I was diagnosed with PsA several years ago. And, like many of you, only after a constellation of seemingly unrelated odd stuff appearing and disappearing. The delayed diagnosis was in part to the fact that I have always had ‘good skin.’ So much so that I’ve often been told, even by total strangers, “You have beautiful skin.” Go figger. However in my childhood I had what in retrospect was psoriasis on my scalp but it was put down to just really bad, dry dandruff and nothing to trouble a doctor about. And all my life I’ve had ugly lumpy fingernails with thick skin under them and that sometimes detached from parts of the nail bed and snap off. The finger tips would also peel, crack and bleed. It was not until I was in my mid 50s that I figured out that I most likely had psoriasis and PsA. Living in Juneau is wonderful. Until you need one of the many specialist that we do not have in town.
I finally saw a dermatologist who diagnosed psoriasis. Armed with that information I went to my exceedingly wonderful GP (who never doubted something was wrong but couldn’t figure it out) and asked for a referral to a rheumatologist. My choices were to fly to Anchorage (1 1/2 hours away by jet) or Seattle (2 1/2 hours away by jet). The best ones are in Seattle, which is a far nicer city to visit anyway (sorry Anchorage but it’s true) so I went to see one of the rheumatologists his office works with. The appointment went well. I had a diagnosis. Yay!!! It was not all in my head (yes, that had been a suggestion ) and we decided to start with Plaquinel, the ‘safest’ med, first. I wanted to start least toxic first since I am a long term survivor of a particularly deadly ovarian cancer and have had more than my share of drug fun. Chemo was the beginning of my journey from text-book-healthy to Hades-in-a-hand-basket.

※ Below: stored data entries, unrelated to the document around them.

// SPDX-FileCopyrightText: 2025 Semiotic AI, Inc.
//
// SPDX-License-Identifier: Apache-2.0
//! Plain-text rendering of session state.

use std::fmt;

use crate::chain::Chain;
use crate::clock::Clock;
use crate::config::{WalletConnectivity, WALLETCONNECT_PROJECT_ID_ENV};
use crate::engine::Estimate;
use crate::notification::{Notification, NotificationKind};
use crate::progress::{StepName, StepStatus, TransferTimeline};
use crate::session::SessionState;

/// Steps that carry a gas row in the estimate details.
const GAS_ROWS: [StepName; 3] = [StepName::Approve, StepName::Burn, StepName::Mint];

pub fn status_icon(status: StepStatus) -> &'static str {
    match status {
        StepStatus::Completed => "✓",
        StepStatus::Error => "!",
        StepStatus::Active => "➤",
        StepStatus::Idle => "•",
    }
}

/// Progress sidebar.
pub struct ProgressView<'a>(pub &'a TransferTimeline);

impl fmt::Display for ProgressView<'_> {
    fn fmt(&self, f: &mut fmt::Formatter<'_>) -> fmt::Result {
        writeln!(f, "Bridge Progress")?;
        for step in self.0.steps() {
            writeln!(f, "{} {}", status_icon(step.status), step.name)?;
            writeln!(f, "  {}", step.description)?;
        }
        Ok(())
    }
}

/// Gas rows for Approve, Burn and Mint, then one row per protocol fee.
/// Steps missing from the estimate are skipped.
pub struct EstimateView<'a>(pub &'a Estimate);

impl fmt::Display for EstimateView<'_> {
    fn fmt(&self, f: &mut fmt::Formatter<'_>) -> fmt::Result {
        writeln!(f, "Transaction Details")?;
        for gas in GAS_ROWS.iter().filter_map(|name| self.0.gas_fee(*name)) {
            writeln!(
                f,
                "{} Gas ({}): ~{} {}",
                gas.name,
                gas.blockchain,
                gas.formatted_fee(),
                gas.blockchain.native_symbol()
            )?;
        }
        for fee in &self.0.fees {
            writeln!(f, "{}: {} {}", fee.fee_type.as_str(), fee.amount, fee.token)?;
        }
        Ok(())
    }
}

/// Whole screen: route, action, inline error, details, progress and toast.
pub struct SessionView<'a, C: Clock>(pub &'a SessionState<C>);

impl<C: Clock> fmt::Display for SessionView<'_, C> {
    fn fmt(&self, f: &mut fmt::Formatter<'_>) -> fmt::Result {
        let state = self.0;
        let chain_name = |chain: Option<Chain>| chain.map_or("Select", Chain::name);

        writeln!(f, "From: {} {}", state.amount, chain_name(state.from))?;
        writeln!(f, "To:   {} {}", state.amount, chain_name(state.to))?;
        if !state.recipient.trim().is_empty() {
            writeln!(f, "Recipient: {}", state.recipient.trim())?;
        }
        writeln!(f, "[{}]", action_label(state))?;
        if let Some(error) = &state.error {
            writeln!(f, "Error: {error}")?;
        }
        if let Some(estimate) = &state.estimate {
            write!(f, "\n{}", EstimateView(estimate))?;
        }
        if let Some(timeline) = state.timeline() {
            write!(f, "\n{}", ProgressView(timeline))?;
        }
        if let Some(notification) = state.notification() {
            write!(f, "\n{}", render_notification(notification))?;
        }
        Ok(())
    }
}

pub fn render_progress(timeline: &TransferTimeline) -> String {
    ProgressView(timeline).to_string()
}

pub fn render_estimate(estimate: &Estimate) -> String {
    EstimateView(estimate).to_string()
}

pub fn render_session<C: Clock>(state: &SessionState<C>) -> String {
    SessionView(state).to_string()
}

pub fn render_notification(notification: &Notification) -> String {
    let icon = match notification.kind {
        NotificationKind::Success => "✓",
        NotificationKind::Error | NotificationKind::Warning => "!",
    };
    format!("{icon} {}\n  {}\n", notification.title, notification.message)
}

/// Label of the primary button: review until a quote exists, then confirm.
pub fn action_label<C: Clock>(state: &SessionState<C>) -> &'static str {
    match (state.estimate.is_some(), state.estimating, state.bridging) {
        (true, _, true) => "Bridging...",
        (true, _, false) => "Confirm Bridge",
        (false, true, _) => "Calculating...",
        (false, false, _) => "Review Bridge",
    }
}

/// Shown instead of the bridge when wallet connectivity is disabled.
pub fn render_disabled_page() -> String {
    format!(
        "Arc Bridge\n\nSet {WALLETCONNECT_PROJECT_ID_ENV} in .env to enable wallet connection.\n"
    )
}

/// Top-level screen. Without wallet connectivity, or before a session
/// exists, only the informational page is rendered.
pub fn render_app<C: Clock>(
    connectivity: &WalletConnectivity,
    session: Option<&SessionState<C>>,
) -> String {
    match session {
        Some(state) if connectivity.is_enabled() => render_session(state),
        _ => render_disabled_page(),
    }
}

#[cfg(test)]
mod tests {
    use super::*;
    use crate::clock::TokioClock;
    use crate::engine::{Fee, FeeType, GasFee};
    use crate::progress::TerminalSignal;
    use std::time::Duration;

    fn estimate() -> Estimate {
        Estimate {
            gas_fees: vec![
                GasFee::new(StepName::Approve, Chain::EthereumSepolia, 60_000, 1_000_000_000),
                GasFee::new(StepName::Burn, Chain::EthereumSepolia, 200_000, 1_000_000_000),
                GasFee::new(StepName::Mint, Chain::ArcTestnet, 300_000, 160_000_000_000),
            ],
            fees: vec![Fee {
                fee_type: FeeType::Provider,
                amount: "0.0001".to_string(),
                token: "USDC".to_string(),
            }],
        }
    }

    #[test]
    fn test_progress_mid_burn() {
        let timeline = TransferTimeline::at(Duration::from_secs(6));
        insta::assert_snapshot!(render_progress(&timeline), @r"
        Bridge Progress
        ✓ Approve
          Approve token transfer
        ➤ Burn
          Burn tokens on source chain
        • Attestation
          Wait for CCTP attestation
        • Mint
          Mint tokens on destination chain
        ");
    }

    #[test]
    fn test_progress_after_failure() {
        let mut timeline = TransferTimeline::at(Duration::from_secs(14));
        timeline.force_terminal(TerminalSignal::Failure);
        insta::assert_snapshot!(render_progress(&timeline), @r"
        Bridge Progress
        ✓ Approve
          Approve token transfer
        ✓ Burn
          Burn tokens on source chain
        ! Attestation
          Wait for CCTP attestation
        • Mint
          Mint tokens on destination chain
        ");
    }

    #[test]
    fn test_estimate_details() {
        insta::assert_snapshot!(render_estimate(&estimate()), @r"
        Transaction Details
        Approve Gas (Ethereum_Sepolia): ~0.000060000000000000 ETH
        Burn Gas (Ethereum_Sepolia): ~0.000200000000000000 ETH
        Mint Gas (Arc_Testnet): ~0.048000000000000000 USDC
        provider: 0.0001 USDC
        ");
    }

    #[test]
    fn test_estimate_skips_missing_steps() {
        let mut partial = estimate();
        partial.gas_fees.retain(|fee| fee.name == StepName::Mint);
        partial.fees.clear();
        let rendered = render_estimate(&partial);
        assert!(!rendered.contains("Approve"));
        assert!(rendered.contains("Mint Gas"));
    }

    #[test]
    fn test_toast() {
        let toast = Notification::new(
            NotificationKind::Warning,
            "Transaction Cancelled",
            "You rejected the transaction in your wallet.",
        );
        insta::assert_snapshot!(render_notification(&toast), @r"
        ! Transaction Cancelled
          You rejected the transaction in your wallet.
        ");
    }

    #[test]
    fn test_action_labels() {
        let mut state = SessionState::new(TokioClock::new());
        assert_eq!(action_label(&state), "Review Bridge");
        state.estimating = true;
        assert_eq!(action_label(&state), "Calculating...");
        state.estimating = false;
        state.estimate = Some(estimate());
        assert_eq!(action_label(&state), "Confirm Bridge");
        state.bridging = true;
        assert_eq!(action_label(&state), "Bridging...");
    }

    #[test]
    fn test_disabled_page() {
        insta::assert_snapshot!(render_disabled_page(), @r"
        Arc Bridge

        Set WALLETCONNECT_PROJECT_ID in .env to enable wallet connection.
        ");
    }

    #[test]
    fn test_session_screen_shows_error_banner() {
        let mut state = SessionState::new(TokioClock::new());
        state.from = Some(Chain::EthereumSepolia);
        state.to = Some(Chain::ArcTestnet);
        state.amount = "1.00".to_string();
        state.error = Some("Wallet not connected".to_string());

        insta::assert_snapshot!(render_session(&state), @r"
        From: 1.00 Ethereum Sepolia
        To:   1.00 Arc Testnet
        [Review Bridge]
        Error: Wallet not connected
        ");
    }

    #[test]
    fn test_app_without_connectivity_is_informational_page() {
        let state = SessionState::new(TokioClock::new());
        assert_eq!(
            render_app(&WalletConnectivity::Disabled, Some(&state)),
            render_disabled_page()
        );
        assert_eq!(
            render_app::<TokioClock>(&WalletConnectivity::Disabled, None),
            render_disabled_page()
        );
    }

    #[test]
    fn test_app_with_connectivity_renders_session() {
        let connectivity = WalletConnectivity::from_project_id(Some("abc123".to_string()));
        let mut state = SessionState::new(TokioClock::new());
        state.amount = "1.00".to_string();

        let screen = render_app(&connectivity, Some(&state));
        assert!(screen.starts_with("From: 1.00 Select"));
        assert!(screen.contains("[Review Bridge]"));
    }
}
// SPDX-FileCopyrightText: 2025 Semiotic AI, Inc.
//
// SPDX-License-Identifier: Apache-2.0
use std::future::Future;
use std::pin::pin;
use std::time::Duration;
use tokio::time::MissedTickBehavior;
use tracing::trace;

use super::{ProgressTracker, TransferTimeline};
use crate::clock::Clock;

/// Period of the progress timer.
pub const TICK_PERIOD: Duration = Duration::from_secs(1);

/// Runs `work` to completion while ticking `tracker` every `period`.
///
/// Both run on the calling task, so a tick never observes a half-applied
/// outcome. The first tick fires immediately. Ticking stops as soon as the
/// timeline latches, but `work` is still awaited. The tracker is left running:
/// callers apply the outcome with [`ProgressTracker::force_terminal`] and then
/// call [`ProgressTracker::stop`].
///
/// # Panics
///
/// Panics if `period` is zero.
pub async fn drive<C, F, T>(
    tracker: &mut ProgressTracker<C>,
    period: Duration,
    work: F,
    mut on_tick: impl FnMut(&TransferTimeline),
) -> T
where
    C: Clock,
    F: Future<Output = T>,
{
    let mut work = pin!(work);
    let mut ticker = tokio::time::interval(period);
    ticker.set_missed_tick_behavior(MissedTickBehavior::Delay);

    loop {
        if tracker.is_latched() {
            trace!(event = "progress_timer_latched");
            return work.await;
        }

        tokio::select! {
            output = &mut work => return output,
            _ = ticker.tick() => {
                if let Some(timeline) = tracker.tick() {
                    on_tick(timeline);
                }
            }
        }
    }
}
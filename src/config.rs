// SPDX-FileCopyrightText: 2025 Semiotic AI, Inc.
//
// SPDX-License-Identifier: Apache-2.0
//! Runtime configuration read from the environment.

use std::env;
use url::Url;

use crate::chain::Chain;
use crate::engine::TransferSpeed;
use crate::error::{BridgeError, Result};

/// Circle Iris attestation API environments.
///
/// See <https://developers.circle.com/stablecoins/cctp-apis>
pub const IRIS_API: &str = "https://iris-api.circle.com";
pub const IRIS_API_SANDBOX: &str = "https://iris-api-sandbox.circle.com";

/// CCTP v2 messages path: `/v2/messages/{sourceDomain}?transactionHash={txHash}`
pub const MESSAGES_PATH_V2: &str = "/v2/messages/";

/// CCTP v2 burn fee path: `/v2/burn/USDC/fees/{sourceDomain}/{destDomain}`
pub const BURN_FEES_PATH_V2: &str = "/v2/burn/USDC/fees/";

pub const WALLETCONNECT_PROJECT_ID_ENV: &str = "WALLETCONNECT_PROJECT_ID";
pub const IRIS_API_URL_ENV: &str = "IRIS_API_URL";

/// Whether the interactive front end may talk to wallets at all.
#[derive(Debug, Clone, PartialEq, Eq)]
pub enum WalletConnectivity {
    Enabled { project_id: String },
    /// No project identifier configured; only the informational page is shown.
    Disabled,
}

impl WalletConnectivity {
    pub fn from_project_id(project_id: Option<String>) -> Self {
        match project_id.map(|id| id.trim().to_string()) {
            Some(project_id) if !project_id.is_empty() => Self::Enabled { project_id },
            _ => Self::Disabled,
        }
    }

    pub fn is_enabled(&self) -> bool {
        matches!(self, Self::Enabled { .. })
    }
}

#[derive(Debug, Clone, PartialEq, Eq)]
pub struct AppConfig {
    pub wallet_connectivity: WalletConnectivity,
    pub ethereum_sepolia_rpc: Url,
    pub arc_testnet_rpc: Url,
    pub iris_api: Url,
}

impl AppConfig {
    /// Loads configuration from process environment variables.
    ///
    /// Callers that want `.env` support load it with `dotenvy` first.
    pub fn from_env() -> Result<Self> {
        Self::from_lookup(|key| env::var(key).ok())
    }

    /// Same as [`from_env`](Self::from_env) with an injectable variable source.
    pub fn from_lookup(lookup: impl Fn(&str) -> Option<String>) -> Result<Self> {
        let url_or_default = |key: &str, default: &str| -> Result<Url> {
            let raw = lookup(key).unwrap_or_else(|| default.to_string());
            Url::parse(&raw)
                .map_err(|e| BridgeError::InvalidConfig(format!("{key} is not a valid URL: {e}")))
        };

        Ok(Self {
            wallet_connectivity: WalletConnectivity::from_project_id(lookup(
                WALLETCONNECT_PROJECT_ID_ENV,
            )),
            ethereum_sepolia_rpc: url_or_default(
                Chain::EthereumSepolia.rpc_url_env(),
                Chain::EthereumSepolia.default_rpc_url(),
            )?,
            arc_testnet_rpc: url_or_default(
                Chain::ArcTestnet.rpc_url_env(),
                Chain::ArcTestnet.default_rpc_url(),
            )?,
            iris_api: url_or_default(IRIS_API_URL_ENV, IRIS_API_SANDBOX)?,
        })
    }

    pub fn rpc_url(&self, chain: Chain) -> &Url {
        match chain {
            Chain::EthereumSepolia => &self.ethereum_sepolia_rpc,
            Chain::ArcTestnet => &self.arc_testnet_rpc,
        }
    }
}

/// Controls how the engine polls the attestation service.
///
/// ```rust
/// use arc_bridge::PollingConfig;
///
/// let config = PollingConfig::default()
///     .with_max_attempts(20)
///     .with_poll_interval_secs(30);
/// assert_eq!(config.total_timeout_secs(), 600);
/// ```
#[derive(Debug, Clone, Copy, PartialEq, Eq)]
pub struct PollingConfig {
    pub max_attempts: u32,
    pub poll_interval_secs: u64,
}

impl Default for PollingConfig {
    /// 30 attempts one minute apart, enough for standard (finalized) transfers.
    fn default() -> Self {
        Self {
            max_attempts: 30,
            poll_interval_secs: 60,
        }
    }
}

impl PollingConfig {
    /// 30 attempts five seconds apart.
    pub fn fast_transfer() -> Self {
        Self {
            max_attempts: 30,
            poll_interval_secs: 5,
        }
    }

    pub fn for_speed(speed: TransferSpeed) -> Self {
        match speed {
            TransferSpeed::Fast => Self::fast_transfer(),
            TransferSpeed::Slow => Self::default(),
        }
    }

    pub fn with_max_attempts(mut self, attempts: u32) -> Self {
        self.max_attempts = attempts;
        self
    }

    pub fn with_poll_interval_secs(mut self, secs: u64) -> Self {
        self.poll_interval_secs = secs;
        self
    }

    pub fn total_timeout_secs(&self) -> u64 {
        self.max_attempts as u64 * self.poll_interval_secs
    }
}
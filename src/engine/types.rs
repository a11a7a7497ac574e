// SPDX-FileCopyrightText: 2025 Semiotic AI, Inc.
//
// SPDX-License-Identifier: Apache-2.0
use alloy_primitives::{utils::format_units, Address, U256};
use serde::{Deserialize, Serialize, Serializer};
use std::fmt::Display;

use super::TransferSpeed;
use crate::chain::Chain;
use crate::progress::StepName;

/// Serializes integers as decimal strings so JSON consumers never lose
/// precision.
fn decimal_string<T: Display, S: Serializer>(value: &T, serializer: S) -> Result<S::Ok, S::Error> {
    serializer.collect_str(value)
}

/// Gas cost of one transaction step.
#[derive(Debug, Clone, PartialEq, Eq, Serialize)]
#[serde(rename_all = "camelCase")]
pub struct GasFee {
    pub name: StepName,
    pub blockchain: Chain,
    #[serde(serialize_with = "decimal_string")]
    pub gas_limit: u64,
    #[serde(serialize_with = "decimal_string")]
    pub gas_price: u128,
    /// `gas_limit * gas_price`, in the chain's native base units.
    #[serde(serialize_with = "decimal_string")]
    pub fee: U256,
}

impl GasFee {
    pub fn new(name: StepName, blockchain: Chain, gas_limit: u64, gas_price: u128) -> Self {
        Self {
            name,
            blockchain,
            gas_limit,
            gas_price,
            fee: U256::from(gas_limit) * U256::from(gas_price),
        }
    }

    /// Fee in whole native units, e.g. `"0.000042000000000000"`.
    pub fn formatted_fee(&self) -> String {
        format_units(self.fee, self.blockchain.native_decimals())
            .unwrap_or_else(|_| self.fee.to_string())
    }
}

#[derive(Debug, Clone, Copy, PartialEq, Eq, Serialize, Deserialize)]
#[serde(rename_all = "lowercase")]
pub enum FeeType {
    /// Charged by the attestation service for fast transfers.
    Provider,
}

impl FeeType {
    pub const fn as_str(self) -> &'static str {
        match self {
            Self::Provider => "provider",
        }
    }
}

/// A protocol fee, deducted from the transferred amount.
#[derive(Debug, Clone, PartialEq, Eq, Serialize, Deserialize)]
pub struct Fee {
    #[serde(rename = "type")]
    pub fee_type: FeeType,
    /// Decimal amount in `token` units.
    pub amount: String,
    pub token: String,
}

/// Quote for a transfer. Replaced wholesale by every estimate call.
#[derive(Debug, Clone, Default, PartialEq, Eq, Serialize)]
#[serde(rename_all = "camelCase")]
pub struct Estimate {
    pub gas_fees: Vec<GasFee>,
    pub fees: Vec<Fee>,
}

impl Estimate {
    pub fn gas_fee(&self, name: StepName) -> Option<&GasFee> {
        self.gas_fees.iter().find(|fee| fee.name == name)
    }
}

#[derive(Debug, Clone, Copy, PartialEq, Eq, Hash, Serialize, Deserialize)]
#[serde(rename_all = "lowercase")]
pub enum StepState {
    Pending,
    Success,
    Noop,
    /// The step could not be submitted.
    Error,
    /// The step was mined but reverted.
    Failed,
}

impl StepState {
    pub fn is_failure(self) -> bool {
        matches!(self, Self::Error | Self::Failed)
    }
}

/// Engine-reported result of one step.
#[derive(Debug, Clone, PartialEq, Eq, Serialize, Deserialize)]
#[serde(rename_all = "camelCase")]
pub struct StepResult {
    pub name: StepName,
    pub state: StepState,
    #[serde(default, skip_serializing_if = "Option::is_none")]
    pub tx_hash: Option<String>,
    #[serde(default, skip_serializing_if = "Option::is_none")]
    pub explorer_url: Option<String>,
    #[serde(default, skip_serializing_if = "Option::is_none")]
    pub error: Option<String>,
}

impl StepResult {
    pub fn success(name: StepName, tx_hash: Option<String>, explorer_url: Option<String>) -> Self {
        Self {
            name,
            state: StepState::Success,
            tx_hash,
            explorer_url,
            error: None,
        }
    }

    /// The step never made it on chain.
    pub fn error(name: StepName, error: impl Into<String>) -> Self {
        Self {
            name,
            state: StepState::Error,
            tx_hash: None,
            explorer_url: None,
            error: Some(error.into()),
        }
    }

    /// The step was mined and reverted.
    pub fn failed(name: StepName, tx_hash: String, explorer_url: String) -> Self {
        Self {
            name,
            state: StepState::Failed,
            tx_hash: Some(tx_hash),
            explorer_url: Some(explorer_url),
            error: Some("Transaction reverted".to_string()),
        }
    }
}

/// Outcome of a `bridge` call that returned rather than failed.
#[derive(Debug, Clone, PartialEq, Eq, Serialize)]
#[serde(rename_all = "camelCase")]
pub struct BridgeResult {
    pub source: Chain,
    pub destination: Chain,
    pub amount: String,
    pub recipient: Option<Address>,
    pub speed: TransferSpeed,
    pub steps: Vec<StepResult>,
}

impl BridgeResult {
    /// First step in `error` or `failed` state, if any.
    pub fn failed_step(&self) -> Option<&StepResult> {
        self.steps.iter().find(|step| step.state.is_failure())
    }

    pub fn first_tx_hash(&self) -> Option<&str> {
        self.steps.first().and_then(|step| step.tx_hash.as_deref())
    }
}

The Plaquinel may have been helping but I just couldn’t hack the side effects. Psoriasis in places it’s NEVER been, fingernails falling off, spacial disorientation, memory issues…aaaccckkkk! So I stopped taking it. Shortly after I was notified that my doc would no longer be seeing patients as he was going into research. I wasn’t too keen on seeing the other doctor my clinic works with. I’d heard some quite undesirable things multiple times about him and I’d had enough fun in Nasty Doctor Land. Not going back there. So I was without doctor or meds but c’est la vie.
Finally after about another year I decided I should probably be getting some sort of treatment so I found another doc. This one did a decent exam, though nothing spectacular, drew blood, took X-ray, etc. I could not stay in Seattle for days waiting for an MRI so I got that done in Juneau. She agreed that I had PsA but offered no treatment and just said to contact her office if I have a flair. Keep in mind that it can take 3 months to get an appointment. And I have to fly 2 1/2 hours. One way. So I felt pretty much dismissed.
So here I am. The only med I have had for several years is Celebrex. My wrists are starting to change. I have an appointment with an orthopedist next week for heel pain that sometimes feels like I’m walking on jack stones. My spine is getting stiffer. My sacrum sometimes screams. My hands are losing strength and dexterity. And that’s just the big stuff. My GP has asked if I don’t think it’s time to see another rheumatologist. Well yeah! But I’m not going to Drs Nasty and Dismissive. I don’t know if it’s a serious faux pas to ask if anyone knows or has a doctor in Seattle they really like. I can not afford to make multiple trips between Juneau and Seattle searching for one. Not to mention the hotels and transportation associated with such a foray. Any help or ideas would be greatly appreciated.
I apologize for the length and organ recital. Hoping for brevity I’ve cut to the chase and left out a lot of medical stuff. I really don’t want to be all whiny. I’m just a bit frustrated. Sorry.